## WORK TO BE COMPLETED
Lines to return, exactly: from the line with "resolved Namco-163 channel count." to the line with "is_active(channel_id: u8, expansion: u32, namco_count: u8)" in the entries below, both included.

## SOURCE MATERIAL
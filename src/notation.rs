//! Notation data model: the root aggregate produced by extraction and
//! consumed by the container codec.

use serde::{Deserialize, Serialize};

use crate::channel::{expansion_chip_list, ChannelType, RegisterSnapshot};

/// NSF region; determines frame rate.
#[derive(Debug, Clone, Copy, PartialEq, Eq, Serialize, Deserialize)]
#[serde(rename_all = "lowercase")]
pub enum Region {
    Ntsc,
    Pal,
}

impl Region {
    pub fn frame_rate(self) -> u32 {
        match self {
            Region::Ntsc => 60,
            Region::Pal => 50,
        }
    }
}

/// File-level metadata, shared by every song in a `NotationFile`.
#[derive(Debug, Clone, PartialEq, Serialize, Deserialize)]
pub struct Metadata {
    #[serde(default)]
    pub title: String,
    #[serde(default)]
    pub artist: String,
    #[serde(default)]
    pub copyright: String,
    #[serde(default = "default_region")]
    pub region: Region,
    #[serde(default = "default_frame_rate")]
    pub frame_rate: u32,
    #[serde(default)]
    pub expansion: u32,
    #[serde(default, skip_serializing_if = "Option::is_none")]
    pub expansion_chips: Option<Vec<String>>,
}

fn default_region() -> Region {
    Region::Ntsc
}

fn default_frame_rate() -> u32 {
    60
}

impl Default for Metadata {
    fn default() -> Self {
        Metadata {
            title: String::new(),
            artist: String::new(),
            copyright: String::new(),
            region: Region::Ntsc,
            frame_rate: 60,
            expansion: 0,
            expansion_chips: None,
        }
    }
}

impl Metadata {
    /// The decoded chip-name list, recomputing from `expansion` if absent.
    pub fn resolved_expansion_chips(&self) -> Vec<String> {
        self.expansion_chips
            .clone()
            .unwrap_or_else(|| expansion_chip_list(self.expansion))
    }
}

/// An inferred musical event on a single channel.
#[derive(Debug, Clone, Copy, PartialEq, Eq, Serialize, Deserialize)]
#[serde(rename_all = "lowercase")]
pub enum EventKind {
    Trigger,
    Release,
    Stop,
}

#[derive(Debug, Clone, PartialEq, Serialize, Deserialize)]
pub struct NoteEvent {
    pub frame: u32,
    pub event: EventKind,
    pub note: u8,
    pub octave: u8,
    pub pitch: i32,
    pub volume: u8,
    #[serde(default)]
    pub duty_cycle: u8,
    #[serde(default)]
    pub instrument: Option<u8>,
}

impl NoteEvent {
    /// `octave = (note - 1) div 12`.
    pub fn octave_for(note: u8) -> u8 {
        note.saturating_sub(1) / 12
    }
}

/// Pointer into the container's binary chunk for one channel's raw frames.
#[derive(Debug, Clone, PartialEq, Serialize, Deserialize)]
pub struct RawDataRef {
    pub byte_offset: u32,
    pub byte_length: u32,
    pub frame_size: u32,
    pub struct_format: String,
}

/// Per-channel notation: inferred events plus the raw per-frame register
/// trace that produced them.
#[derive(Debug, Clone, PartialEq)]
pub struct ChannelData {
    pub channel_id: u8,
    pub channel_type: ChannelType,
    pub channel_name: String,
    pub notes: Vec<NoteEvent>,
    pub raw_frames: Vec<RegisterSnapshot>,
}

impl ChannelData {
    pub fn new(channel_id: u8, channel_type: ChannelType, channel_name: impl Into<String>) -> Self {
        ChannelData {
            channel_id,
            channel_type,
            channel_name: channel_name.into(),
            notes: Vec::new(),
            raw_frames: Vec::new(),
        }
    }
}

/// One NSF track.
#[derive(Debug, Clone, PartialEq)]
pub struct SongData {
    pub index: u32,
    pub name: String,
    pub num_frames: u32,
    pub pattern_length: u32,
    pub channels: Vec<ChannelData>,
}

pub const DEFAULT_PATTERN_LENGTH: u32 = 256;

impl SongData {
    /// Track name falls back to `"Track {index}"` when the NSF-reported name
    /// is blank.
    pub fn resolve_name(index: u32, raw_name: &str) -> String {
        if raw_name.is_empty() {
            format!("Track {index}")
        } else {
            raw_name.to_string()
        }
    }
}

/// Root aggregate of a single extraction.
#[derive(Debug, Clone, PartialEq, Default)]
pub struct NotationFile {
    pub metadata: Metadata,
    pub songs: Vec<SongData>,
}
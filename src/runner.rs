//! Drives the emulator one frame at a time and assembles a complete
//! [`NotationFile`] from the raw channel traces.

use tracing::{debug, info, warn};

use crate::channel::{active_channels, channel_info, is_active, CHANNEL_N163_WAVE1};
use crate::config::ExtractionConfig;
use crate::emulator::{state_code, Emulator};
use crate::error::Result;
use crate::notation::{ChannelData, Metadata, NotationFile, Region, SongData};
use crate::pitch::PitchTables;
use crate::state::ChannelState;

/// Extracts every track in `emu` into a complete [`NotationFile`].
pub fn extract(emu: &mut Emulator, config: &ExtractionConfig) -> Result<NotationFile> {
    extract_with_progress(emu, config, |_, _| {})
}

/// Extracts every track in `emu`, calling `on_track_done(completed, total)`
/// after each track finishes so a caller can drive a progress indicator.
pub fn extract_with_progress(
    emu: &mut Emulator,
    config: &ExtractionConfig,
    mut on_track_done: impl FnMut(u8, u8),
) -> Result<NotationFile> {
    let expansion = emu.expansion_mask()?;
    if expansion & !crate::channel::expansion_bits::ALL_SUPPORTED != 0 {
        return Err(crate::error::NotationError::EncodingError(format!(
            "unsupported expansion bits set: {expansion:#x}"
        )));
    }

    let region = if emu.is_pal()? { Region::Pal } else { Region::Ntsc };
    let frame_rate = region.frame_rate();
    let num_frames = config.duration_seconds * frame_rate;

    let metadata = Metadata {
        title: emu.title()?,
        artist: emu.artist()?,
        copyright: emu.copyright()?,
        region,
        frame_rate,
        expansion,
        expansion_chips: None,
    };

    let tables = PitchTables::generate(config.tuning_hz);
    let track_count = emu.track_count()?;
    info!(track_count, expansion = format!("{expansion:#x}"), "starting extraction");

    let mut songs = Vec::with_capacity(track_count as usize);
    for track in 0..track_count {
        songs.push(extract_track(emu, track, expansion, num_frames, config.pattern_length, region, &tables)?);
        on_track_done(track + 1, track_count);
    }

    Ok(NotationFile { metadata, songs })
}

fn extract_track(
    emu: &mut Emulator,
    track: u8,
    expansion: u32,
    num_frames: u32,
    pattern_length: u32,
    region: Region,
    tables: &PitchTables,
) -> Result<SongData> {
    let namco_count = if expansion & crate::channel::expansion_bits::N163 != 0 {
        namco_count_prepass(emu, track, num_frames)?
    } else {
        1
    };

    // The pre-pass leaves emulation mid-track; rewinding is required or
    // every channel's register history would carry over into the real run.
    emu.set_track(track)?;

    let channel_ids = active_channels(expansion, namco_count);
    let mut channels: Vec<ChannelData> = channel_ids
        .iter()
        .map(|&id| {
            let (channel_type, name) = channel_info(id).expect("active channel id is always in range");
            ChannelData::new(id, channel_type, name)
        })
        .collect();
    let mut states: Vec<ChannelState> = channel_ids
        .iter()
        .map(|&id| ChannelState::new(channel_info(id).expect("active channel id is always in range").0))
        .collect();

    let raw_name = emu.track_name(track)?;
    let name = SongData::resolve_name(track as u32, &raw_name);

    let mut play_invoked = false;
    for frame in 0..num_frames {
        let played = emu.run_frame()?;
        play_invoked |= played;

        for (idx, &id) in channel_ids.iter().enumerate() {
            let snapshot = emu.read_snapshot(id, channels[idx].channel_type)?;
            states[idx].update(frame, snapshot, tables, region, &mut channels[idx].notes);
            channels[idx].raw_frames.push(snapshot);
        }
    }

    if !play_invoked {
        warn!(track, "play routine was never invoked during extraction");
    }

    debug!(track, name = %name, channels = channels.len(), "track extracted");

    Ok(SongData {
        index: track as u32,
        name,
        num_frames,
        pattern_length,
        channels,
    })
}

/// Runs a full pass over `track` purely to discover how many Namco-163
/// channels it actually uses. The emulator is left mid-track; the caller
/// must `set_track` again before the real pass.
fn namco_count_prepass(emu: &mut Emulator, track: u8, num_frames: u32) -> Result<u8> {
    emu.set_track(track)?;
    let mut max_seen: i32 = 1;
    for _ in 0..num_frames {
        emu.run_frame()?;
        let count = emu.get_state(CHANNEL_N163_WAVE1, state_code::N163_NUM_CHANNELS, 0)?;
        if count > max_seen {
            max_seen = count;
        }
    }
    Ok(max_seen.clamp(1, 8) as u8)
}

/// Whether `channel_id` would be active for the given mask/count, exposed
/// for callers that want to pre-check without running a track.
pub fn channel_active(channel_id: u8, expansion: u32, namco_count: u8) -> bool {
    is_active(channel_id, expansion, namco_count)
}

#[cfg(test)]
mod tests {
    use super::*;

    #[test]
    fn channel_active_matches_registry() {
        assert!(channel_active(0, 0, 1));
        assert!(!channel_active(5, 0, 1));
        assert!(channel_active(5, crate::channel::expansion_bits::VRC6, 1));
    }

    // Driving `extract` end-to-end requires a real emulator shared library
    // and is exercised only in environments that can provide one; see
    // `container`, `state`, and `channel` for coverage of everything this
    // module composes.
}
* * *
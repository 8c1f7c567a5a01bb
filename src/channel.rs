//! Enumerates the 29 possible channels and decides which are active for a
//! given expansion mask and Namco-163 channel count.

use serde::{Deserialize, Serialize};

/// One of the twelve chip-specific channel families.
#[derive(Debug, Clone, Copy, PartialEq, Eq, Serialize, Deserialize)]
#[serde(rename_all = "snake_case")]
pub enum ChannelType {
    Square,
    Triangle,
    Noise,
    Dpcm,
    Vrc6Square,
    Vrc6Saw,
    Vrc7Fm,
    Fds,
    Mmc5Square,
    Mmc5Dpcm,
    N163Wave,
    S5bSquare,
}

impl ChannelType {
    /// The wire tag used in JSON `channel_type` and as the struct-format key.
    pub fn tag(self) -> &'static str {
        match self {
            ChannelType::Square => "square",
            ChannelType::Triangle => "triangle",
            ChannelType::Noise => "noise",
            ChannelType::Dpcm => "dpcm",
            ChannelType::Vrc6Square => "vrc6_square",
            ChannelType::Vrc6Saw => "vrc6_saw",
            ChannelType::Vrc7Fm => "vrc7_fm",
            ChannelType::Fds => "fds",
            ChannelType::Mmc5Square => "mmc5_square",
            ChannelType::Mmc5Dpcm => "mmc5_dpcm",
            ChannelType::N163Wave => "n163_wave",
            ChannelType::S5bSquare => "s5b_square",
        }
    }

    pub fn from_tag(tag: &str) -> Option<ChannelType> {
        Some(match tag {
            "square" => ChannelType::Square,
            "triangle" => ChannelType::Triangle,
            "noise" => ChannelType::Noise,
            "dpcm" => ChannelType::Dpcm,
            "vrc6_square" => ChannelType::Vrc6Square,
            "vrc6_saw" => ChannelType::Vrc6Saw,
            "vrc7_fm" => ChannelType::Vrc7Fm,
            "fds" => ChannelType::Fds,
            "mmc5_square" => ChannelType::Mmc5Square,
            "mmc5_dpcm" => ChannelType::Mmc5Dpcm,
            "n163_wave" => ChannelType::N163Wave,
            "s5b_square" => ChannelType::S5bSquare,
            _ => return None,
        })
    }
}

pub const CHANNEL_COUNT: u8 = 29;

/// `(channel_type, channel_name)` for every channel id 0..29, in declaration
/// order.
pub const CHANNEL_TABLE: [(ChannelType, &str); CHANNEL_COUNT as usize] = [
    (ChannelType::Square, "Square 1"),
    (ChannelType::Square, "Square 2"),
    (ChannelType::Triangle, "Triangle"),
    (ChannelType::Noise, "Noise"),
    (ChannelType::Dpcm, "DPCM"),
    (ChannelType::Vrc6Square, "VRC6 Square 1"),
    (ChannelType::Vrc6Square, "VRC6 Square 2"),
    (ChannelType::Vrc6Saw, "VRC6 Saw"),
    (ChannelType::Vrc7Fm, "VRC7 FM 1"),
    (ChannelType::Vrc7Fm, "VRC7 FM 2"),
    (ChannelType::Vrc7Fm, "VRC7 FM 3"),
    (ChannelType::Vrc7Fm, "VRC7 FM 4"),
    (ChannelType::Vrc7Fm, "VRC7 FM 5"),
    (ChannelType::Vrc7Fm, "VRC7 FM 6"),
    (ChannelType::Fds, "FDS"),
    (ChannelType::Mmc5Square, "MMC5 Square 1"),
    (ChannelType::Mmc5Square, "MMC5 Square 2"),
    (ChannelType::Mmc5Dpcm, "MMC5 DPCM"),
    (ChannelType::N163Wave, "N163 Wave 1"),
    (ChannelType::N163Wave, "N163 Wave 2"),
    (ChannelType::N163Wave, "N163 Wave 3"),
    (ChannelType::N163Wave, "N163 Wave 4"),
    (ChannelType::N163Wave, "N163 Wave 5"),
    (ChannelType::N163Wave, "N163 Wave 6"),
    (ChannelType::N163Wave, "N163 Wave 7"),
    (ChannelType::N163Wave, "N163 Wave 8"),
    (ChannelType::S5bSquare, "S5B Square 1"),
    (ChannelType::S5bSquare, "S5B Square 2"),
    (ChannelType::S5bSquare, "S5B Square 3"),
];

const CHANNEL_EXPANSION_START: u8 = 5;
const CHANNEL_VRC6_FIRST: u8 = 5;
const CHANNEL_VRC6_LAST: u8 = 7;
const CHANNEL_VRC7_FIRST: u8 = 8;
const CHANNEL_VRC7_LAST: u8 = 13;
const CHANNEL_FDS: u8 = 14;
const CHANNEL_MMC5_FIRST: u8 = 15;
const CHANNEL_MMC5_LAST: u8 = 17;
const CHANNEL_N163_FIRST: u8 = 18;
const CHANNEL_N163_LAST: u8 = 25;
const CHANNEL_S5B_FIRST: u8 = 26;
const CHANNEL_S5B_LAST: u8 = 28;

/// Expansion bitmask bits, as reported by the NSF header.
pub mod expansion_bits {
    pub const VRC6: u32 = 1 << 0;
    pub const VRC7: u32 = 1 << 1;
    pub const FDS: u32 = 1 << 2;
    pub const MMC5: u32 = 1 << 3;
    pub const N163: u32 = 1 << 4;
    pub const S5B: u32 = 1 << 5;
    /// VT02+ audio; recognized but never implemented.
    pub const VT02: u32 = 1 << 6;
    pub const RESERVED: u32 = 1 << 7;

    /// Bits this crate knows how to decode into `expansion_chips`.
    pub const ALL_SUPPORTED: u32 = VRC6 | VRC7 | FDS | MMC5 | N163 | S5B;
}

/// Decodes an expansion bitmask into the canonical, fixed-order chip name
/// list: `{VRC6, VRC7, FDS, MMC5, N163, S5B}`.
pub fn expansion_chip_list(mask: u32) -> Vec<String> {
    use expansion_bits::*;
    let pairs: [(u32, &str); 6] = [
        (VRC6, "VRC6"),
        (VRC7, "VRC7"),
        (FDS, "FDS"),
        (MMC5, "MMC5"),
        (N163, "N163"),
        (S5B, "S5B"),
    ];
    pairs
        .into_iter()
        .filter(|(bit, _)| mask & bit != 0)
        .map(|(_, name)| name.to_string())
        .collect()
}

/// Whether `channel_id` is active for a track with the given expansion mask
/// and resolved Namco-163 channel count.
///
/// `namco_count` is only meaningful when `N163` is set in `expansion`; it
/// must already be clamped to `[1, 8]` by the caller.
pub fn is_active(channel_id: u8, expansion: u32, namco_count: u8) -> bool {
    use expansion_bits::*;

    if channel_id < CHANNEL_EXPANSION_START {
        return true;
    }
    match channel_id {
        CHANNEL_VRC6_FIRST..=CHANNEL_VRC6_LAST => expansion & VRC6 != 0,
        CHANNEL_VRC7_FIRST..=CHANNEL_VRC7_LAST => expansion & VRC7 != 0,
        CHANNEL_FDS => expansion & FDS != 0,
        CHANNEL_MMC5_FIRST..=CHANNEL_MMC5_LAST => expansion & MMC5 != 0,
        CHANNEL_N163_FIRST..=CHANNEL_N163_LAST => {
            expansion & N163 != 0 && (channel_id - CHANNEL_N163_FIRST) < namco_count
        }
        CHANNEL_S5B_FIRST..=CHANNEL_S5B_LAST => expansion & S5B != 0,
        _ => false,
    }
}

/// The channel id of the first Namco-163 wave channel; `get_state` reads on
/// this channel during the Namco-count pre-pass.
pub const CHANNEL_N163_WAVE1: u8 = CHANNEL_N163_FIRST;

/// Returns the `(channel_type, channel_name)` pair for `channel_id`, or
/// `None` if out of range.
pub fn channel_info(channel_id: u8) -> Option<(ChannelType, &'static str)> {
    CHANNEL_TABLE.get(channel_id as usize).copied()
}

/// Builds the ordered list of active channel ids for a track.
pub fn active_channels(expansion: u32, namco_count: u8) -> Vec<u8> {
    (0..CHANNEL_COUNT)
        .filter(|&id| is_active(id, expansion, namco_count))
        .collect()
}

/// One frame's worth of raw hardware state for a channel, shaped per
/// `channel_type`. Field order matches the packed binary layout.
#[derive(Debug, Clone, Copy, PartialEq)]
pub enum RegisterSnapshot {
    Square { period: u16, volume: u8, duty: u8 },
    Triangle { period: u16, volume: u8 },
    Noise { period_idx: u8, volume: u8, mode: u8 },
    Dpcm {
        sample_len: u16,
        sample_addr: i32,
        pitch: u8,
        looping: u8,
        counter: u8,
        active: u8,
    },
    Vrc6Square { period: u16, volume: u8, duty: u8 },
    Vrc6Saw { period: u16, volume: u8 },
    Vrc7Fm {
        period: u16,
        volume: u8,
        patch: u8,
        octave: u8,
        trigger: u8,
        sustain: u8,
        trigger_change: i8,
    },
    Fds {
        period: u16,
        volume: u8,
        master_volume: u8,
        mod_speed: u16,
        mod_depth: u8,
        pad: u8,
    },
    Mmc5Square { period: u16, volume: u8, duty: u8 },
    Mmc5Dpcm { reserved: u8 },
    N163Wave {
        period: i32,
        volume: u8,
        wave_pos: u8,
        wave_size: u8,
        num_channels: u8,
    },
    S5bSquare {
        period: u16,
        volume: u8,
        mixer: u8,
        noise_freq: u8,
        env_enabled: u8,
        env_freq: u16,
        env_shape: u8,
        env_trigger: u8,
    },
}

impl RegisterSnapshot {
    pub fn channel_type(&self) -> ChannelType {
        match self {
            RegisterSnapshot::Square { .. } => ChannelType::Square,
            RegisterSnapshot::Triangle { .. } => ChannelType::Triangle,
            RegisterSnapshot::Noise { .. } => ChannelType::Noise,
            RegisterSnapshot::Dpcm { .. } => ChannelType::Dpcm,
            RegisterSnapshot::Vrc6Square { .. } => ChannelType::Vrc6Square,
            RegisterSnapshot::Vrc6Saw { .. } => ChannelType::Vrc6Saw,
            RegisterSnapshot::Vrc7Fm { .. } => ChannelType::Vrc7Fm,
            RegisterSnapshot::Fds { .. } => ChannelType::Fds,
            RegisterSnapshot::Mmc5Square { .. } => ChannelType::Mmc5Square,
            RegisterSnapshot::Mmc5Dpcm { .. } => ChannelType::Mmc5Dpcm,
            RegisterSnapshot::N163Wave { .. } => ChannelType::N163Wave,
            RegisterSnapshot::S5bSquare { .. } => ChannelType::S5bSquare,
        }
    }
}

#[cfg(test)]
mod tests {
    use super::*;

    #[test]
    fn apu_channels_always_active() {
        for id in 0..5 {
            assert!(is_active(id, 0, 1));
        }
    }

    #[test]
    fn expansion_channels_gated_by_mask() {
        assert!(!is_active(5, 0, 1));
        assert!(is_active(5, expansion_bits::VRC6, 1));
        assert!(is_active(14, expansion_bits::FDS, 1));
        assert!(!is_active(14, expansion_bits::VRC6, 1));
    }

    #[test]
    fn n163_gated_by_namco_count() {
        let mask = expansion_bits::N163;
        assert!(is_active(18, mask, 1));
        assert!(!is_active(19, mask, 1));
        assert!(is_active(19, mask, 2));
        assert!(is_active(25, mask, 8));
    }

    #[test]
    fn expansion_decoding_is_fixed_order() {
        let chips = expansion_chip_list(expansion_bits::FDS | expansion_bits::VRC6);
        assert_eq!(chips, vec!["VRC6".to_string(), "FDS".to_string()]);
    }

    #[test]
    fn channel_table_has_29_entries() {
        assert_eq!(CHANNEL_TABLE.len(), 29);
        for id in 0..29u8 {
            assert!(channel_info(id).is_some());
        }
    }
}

## RESPONSE FOR THIS EXERCISE
/// and resolved Namco-163 channel count.
///
/// `namco_count` is only meaningful when `N163` is set in `expansion`; it
/// must already be clamped to `[1, 8]` by the caller.
pub fn is_active(channel_id: u8, expansion: u32, namco_count: u8) -> bool {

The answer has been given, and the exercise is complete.